The task> Filter the lines below, copying only those with the string "PartialEq".

[Recorded data]
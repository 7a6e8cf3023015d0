//! Saved result listing

use std::path::{Path, PathBuf};

use optivolt_core::list_result_files;

/// `~/optivolt-automation/results`
pub fn default_results_dir() -> PathBuf {
    dirs::home_dir()
        .unwrap_or_default()
        .join("optivolt-automation")
        .join("results")
}

/// List the result files in `results_dir`
///
/// # Errors
/// Fails if the directory exists but cannot be read
pub fn report(results_dir: Option<&Path>) -> eyre::Result<()> {
    let dir = results_dir.map_or_else(default_results_dir, Path::to_path_buf);
    let files = list_result_files(&dir)?;

    println!("{} result file(s) found in {}", files.len(), dir.display());
    for file in &files {
        if let Some(name) = file.file_name() {
            println!("  - {}", name.to_string_lossy());
        }
    }
    Ok(())
}

#[cfg(test)]
mod tests {
    use tempfile::TempDir;

    use super::*;

    #[test]
    fn test_default_results_dir() {
        assert!(default_results_dir().ends_with("optivolt-automation/results"));
    }

    #[test]
    fn test_report_lists_directory() {
        let dir = TempDir::new().unwrap();
        std::fs::write(dir.path().join("test_cpu_docker.json"), "{}").unwrap();

        assert!(report(Some(dir.path())).is_ok());
    }

    #[test]
    fn test_report_missing_directory_is_empty() {
        let dir = TempDir::new().unwrap();
        assert!(report(Some(&dir.path().join("absent"))).is_ok());
    }
}
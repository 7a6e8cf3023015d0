//! Core error types for optivolt-core

use std::path::PathBuf;

use thiserror::Error;

/// Errors raised while loading or checking environment configuration
#[derive(Error, Debug, Clone, PartialEq, Eq)]
pub enum ConfigError {
    /// None of the candidate configuration files exist
    #[error("configuration file not found (searched: {})", display_paths(.searched))]
    SourceMissing {
        /// Candidates that were tried, in order
        searched: Vec<PathBuf>,
    },

    /// Configuration file exists but cannot be read or parsed
    #[error("malformed configuration in {}: {reason}", .path.display())]
    Malformed {
        /// File that failed to load
        path: PathBuf,
        /// Parser or I/O message
        reason: String,
    },

    /// The document is valid but lacks the requested environment
    #[error("environment '{name}' not found (available: {})", .available.join(", "))]
    EnvironmentNotFound {
        /// Requested environment
        name: String,
        /// Environments the document does define
        available: Vec<String>,
    },

    /// The environment exists but its connection parameters are unusable
    #[error("invalid configuration for environment '{name}': {}", display_issues(.issues))]
    Invalid {
        /// Environment name
        name: String,
        /// Every problem found
        issues: Vec<ValidationIssue>,
    },
}

impl ConfigError {
    /// Whether this error came from validating an otherwise loadable config
    #[must_use]
    pub fn is_validation(&self) -> bool {
        matches!(self, ConfigError::Invalid { .. })
    }
}

/// A single reason a `HostConfig` failed validation
#[derive(Error, Debug, Clone, Copy, PartialEq, Eq)]
pub enum ValidationIssue {
    #[error("hostname is empty")]
    EmptyHostname,

    #[error("port {0} is outside 1..=65535")]
    PortOutOfRange(u16),

    #[error("username is empty")]
    EmptyUsername,
}

/// Errors writing or listing result files
#[derive(Error, Debug)]
pub enum PersistError {
    #[error("failed to serialize result: {0}")]
    Serialize(#[from] serde_json::Error),

    #[error("I/O error on {}: {source}", .path.display())]
    Io {
        path: PathBuf,
        #[source]
        source: std::io::Error,
    },
}

fn display_paths(paths: &[PathBuf]) -> String {
    if paths.is_empty() {
        return "no candidates".to_string();
    }
    paths
        .iter()
        .map(|p| p.display().to_string())
        .collect::<Vec<_>>()
        .join(", ")
}

fn display_issues(issues: &[ValidationIssue]) -> String {
    issues
        .iter()
        .map(ToString::to_string)
        .collect::<Vec<_>>()
        .join("; ")
}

Result for this task>
#[derive(Error, Debug, Clone, PartialEq, Eq)]
#[derive(Error, Debug, Clone, Copy, PartialEq, Eq)]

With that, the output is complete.